__SOURCE INFORMATION__.
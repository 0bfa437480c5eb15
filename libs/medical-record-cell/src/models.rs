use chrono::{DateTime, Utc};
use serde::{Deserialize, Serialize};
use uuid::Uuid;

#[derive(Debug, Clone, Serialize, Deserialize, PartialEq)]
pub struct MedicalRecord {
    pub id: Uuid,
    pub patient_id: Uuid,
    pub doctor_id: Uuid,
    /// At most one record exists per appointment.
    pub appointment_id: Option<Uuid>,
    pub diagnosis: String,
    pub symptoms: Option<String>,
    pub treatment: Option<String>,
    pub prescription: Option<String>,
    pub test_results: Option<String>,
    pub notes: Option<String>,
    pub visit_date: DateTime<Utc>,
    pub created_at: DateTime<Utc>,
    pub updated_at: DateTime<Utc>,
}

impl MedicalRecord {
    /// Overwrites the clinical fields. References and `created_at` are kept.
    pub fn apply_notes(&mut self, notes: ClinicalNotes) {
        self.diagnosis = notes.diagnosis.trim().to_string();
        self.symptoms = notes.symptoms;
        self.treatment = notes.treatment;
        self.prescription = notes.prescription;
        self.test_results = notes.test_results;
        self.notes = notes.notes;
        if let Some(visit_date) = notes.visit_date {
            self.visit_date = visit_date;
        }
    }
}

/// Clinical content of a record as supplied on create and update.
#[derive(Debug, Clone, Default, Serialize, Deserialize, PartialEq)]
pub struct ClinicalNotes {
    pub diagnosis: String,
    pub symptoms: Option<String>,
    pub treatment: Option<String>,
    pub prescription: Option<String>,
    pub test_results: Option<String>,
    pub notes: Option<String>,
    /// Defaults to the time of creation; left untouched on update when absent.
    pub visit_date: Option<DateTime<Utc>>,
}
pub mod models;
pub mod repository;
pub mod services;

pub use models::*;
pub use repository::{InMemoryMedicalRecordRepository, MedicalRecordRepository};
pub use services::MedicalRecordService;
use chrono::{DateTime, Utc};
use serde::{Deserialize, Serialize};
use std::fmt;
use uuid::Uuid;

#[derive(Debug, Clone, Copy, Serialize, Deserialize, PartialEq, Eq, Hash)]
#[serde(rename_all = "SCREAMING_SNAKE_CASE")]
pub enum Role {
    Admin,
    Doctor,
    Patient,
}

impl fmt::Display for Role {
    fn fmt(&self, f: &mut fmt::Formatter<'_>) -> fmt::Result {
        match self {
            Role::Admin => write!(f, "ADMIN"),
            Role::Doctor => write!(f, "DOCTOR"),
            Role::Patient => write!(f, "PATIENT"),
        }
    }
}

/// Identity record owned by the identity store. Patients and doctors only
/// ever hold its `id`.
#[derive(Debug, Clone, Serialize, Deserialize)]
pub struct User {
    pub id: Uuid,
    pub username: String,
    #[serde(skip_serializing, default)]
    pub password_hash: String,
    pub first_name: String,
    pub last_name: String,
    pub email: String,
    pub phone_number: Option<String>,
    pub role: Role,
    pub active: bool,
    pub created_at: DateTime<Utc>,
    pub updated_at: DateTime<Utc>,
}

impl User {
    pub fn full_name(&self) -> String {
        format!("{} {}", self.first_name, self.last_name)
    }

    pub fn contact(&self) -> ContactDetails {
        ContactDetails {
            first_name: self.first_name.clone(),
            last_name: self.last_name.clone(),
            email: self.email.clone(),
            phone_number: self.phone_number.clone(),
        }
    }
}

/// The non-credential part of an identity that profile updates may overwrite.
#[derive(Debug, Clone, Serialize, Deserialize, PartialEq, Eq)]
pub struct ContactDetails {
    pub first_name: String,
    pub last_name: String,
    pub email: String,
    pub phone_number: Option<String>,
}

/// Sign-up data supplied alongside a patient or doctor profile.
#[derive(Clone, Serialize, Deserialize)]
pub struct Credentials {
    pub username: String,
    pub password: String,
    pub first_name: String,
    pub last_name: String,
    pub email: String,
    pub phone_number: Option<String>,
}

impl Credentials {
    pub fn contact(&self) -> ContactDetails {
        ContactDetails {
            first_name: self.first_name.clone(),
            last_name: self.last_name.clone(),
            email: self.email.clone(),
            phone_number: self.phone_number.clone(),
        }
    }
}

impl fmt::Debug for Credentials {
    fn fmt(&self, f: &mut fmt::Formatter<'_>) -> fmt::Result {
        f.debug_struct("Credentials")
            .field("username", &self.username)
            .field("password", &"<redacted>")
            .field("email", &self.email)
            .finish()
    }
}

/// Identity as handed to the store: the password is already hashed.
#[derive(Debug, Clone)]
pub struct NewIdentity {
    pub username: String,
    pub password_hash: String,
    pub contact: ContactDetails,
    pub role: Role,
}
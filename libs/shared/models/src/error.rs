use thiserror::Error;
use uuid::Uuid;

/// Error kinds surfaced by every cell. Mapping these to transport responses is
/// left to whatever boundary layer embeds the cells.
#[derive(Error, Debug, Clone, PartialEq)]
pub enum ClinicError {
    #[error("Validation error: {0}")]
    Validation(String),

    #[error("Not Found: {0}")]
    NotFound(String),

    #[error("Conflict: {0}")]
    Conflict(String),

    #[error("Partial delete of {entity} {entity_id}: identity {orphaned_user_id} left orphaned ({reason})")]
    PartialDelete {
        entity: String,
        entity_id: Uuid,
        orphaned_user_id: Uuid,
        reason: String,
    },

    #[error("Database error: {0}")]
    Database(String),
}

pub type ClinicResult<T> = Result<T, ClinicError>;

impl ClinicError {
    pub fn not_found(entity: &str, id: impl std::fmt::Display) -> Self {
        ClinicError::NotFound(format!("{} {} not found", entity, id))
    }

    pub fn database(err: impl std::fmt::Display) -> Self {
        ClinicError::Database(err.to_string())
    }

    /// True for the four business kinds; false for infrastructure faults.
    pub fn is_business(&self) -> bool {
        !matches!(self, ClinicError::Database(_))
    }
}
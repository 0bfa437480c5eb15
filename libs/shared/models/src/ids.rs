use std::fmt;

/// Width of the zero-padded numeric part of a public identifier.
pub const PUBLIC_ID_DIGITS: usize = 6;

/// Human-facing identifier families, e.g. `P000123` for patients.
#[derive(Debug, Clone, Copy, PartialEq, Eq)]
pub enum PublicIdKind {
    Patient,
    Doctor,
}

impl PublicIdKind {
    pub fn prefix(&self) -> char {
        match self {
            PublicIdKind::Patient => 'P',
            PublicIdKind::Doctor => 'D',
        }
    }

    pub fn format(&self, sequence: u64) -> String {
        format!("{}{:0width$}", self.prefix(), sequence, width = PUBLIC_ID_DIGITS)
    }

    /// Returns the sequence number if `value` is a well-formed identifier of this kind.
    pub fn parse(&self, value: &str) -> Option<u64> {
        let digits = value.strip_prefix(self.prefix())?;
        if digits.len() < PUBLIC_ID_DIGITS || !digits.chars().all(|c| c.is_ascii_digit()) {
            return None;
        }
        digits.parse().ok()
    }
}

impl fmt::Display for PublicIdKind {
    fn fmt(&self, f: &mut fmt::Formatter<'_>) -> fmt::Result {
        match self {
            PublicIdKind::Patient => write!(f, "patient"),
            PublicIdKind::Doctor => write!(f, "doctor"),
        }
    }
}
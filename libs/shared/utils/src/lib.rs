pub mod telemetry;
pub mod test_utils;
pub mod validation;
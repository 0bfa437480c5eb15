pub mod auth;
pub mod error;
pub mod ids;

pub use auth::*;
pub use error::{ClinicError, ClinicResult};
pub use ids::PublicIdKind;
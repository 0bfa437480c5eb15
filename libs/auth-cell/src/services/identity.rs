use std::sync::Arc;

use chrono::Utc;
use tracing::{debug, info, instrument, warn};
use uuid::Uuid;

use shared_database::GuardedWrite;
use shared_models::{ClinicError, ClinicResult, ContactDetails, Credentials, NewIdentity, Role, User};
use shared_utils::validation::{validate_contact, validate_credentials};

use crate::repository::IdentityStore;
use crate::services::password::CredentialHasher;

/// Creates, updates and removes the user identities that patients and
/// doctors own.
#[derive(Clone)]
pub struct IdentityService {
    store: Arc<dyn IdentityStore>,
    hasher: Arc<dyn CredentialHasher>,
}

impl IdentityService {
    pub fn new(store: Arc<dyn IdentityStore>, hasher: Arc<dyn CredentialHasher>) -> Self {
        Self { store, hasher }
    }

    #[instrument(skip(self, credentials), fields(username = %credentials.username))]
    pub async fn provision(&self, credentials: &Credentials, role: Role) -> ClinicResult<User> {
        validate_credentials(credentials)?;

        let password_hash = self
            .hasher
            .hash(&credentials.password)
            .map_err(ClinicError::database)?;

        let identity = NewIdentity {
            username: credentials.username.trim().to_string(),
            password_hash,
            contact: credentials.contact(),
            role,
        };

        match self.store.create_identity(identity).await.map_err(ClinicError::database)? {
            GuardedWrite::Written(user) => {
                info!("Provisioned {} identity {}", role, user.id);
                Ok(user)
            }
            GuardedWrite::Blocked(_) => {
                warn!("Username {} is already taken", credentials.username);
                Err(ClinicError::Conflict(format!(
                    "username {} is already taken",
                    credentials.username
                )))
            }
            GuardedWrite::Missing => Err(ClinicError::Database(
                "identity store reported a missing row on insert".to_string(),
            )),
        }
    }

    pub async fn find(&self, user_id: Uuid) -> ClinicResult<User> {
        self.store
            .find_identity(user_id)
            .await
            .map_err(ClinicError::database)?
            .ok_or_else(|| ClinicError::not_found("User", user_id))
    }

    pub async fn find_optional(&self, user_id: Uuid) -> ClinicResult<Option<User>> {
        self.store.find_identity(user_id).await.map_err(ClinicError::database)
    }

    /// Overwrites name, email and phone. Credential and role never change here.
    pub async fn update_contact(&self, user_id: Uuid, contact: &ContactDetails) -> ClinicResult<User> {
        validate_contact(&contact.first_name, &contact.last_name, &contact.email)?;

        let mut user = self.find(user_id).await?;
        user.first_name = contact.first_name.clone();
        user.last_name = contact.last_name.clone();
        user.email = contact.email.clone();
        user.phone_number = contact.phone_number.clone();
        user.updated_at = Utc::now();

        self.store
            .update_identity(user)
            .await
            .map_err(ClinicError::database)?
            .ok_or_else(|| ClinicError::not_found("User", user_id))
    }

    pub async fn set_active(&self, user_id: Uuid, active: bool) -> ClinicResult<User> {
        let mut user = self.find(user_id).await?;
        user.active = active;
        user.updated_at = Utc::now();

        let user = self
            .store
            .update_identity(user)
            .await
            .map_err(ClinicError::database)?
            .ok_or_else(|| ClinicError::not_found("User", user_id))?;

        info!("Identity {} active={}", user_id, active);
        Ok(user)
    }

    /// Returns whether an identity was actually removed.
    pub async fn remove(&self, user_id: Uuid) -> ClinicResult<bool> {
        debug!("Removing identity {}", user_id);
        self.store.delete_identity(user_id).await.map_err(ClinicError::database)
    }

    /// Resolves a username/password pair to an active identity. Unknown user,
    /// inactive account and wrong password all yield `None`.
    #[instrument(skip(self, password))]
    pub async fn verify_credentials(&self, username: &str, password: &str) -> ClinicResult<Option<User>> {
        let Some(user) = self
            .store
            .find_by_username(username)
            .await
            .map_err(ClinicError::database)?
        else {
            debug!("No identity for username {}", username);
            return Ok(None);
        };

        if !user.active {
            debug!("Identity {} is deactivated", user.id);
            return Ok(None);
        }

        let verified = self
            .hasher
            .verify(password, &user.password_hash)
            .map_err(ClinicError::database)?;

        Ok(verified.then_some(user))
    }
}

__PROBLEM REQUIREMENTS__. Lines containing the word "fields" must all be returned from the material above.

__TASK ANSWER__.
    /// Overwrites the clinical fields. References and `created_at` are kept.
    #[instrument(skip(self, credentials), fields(username = %credentials.username))]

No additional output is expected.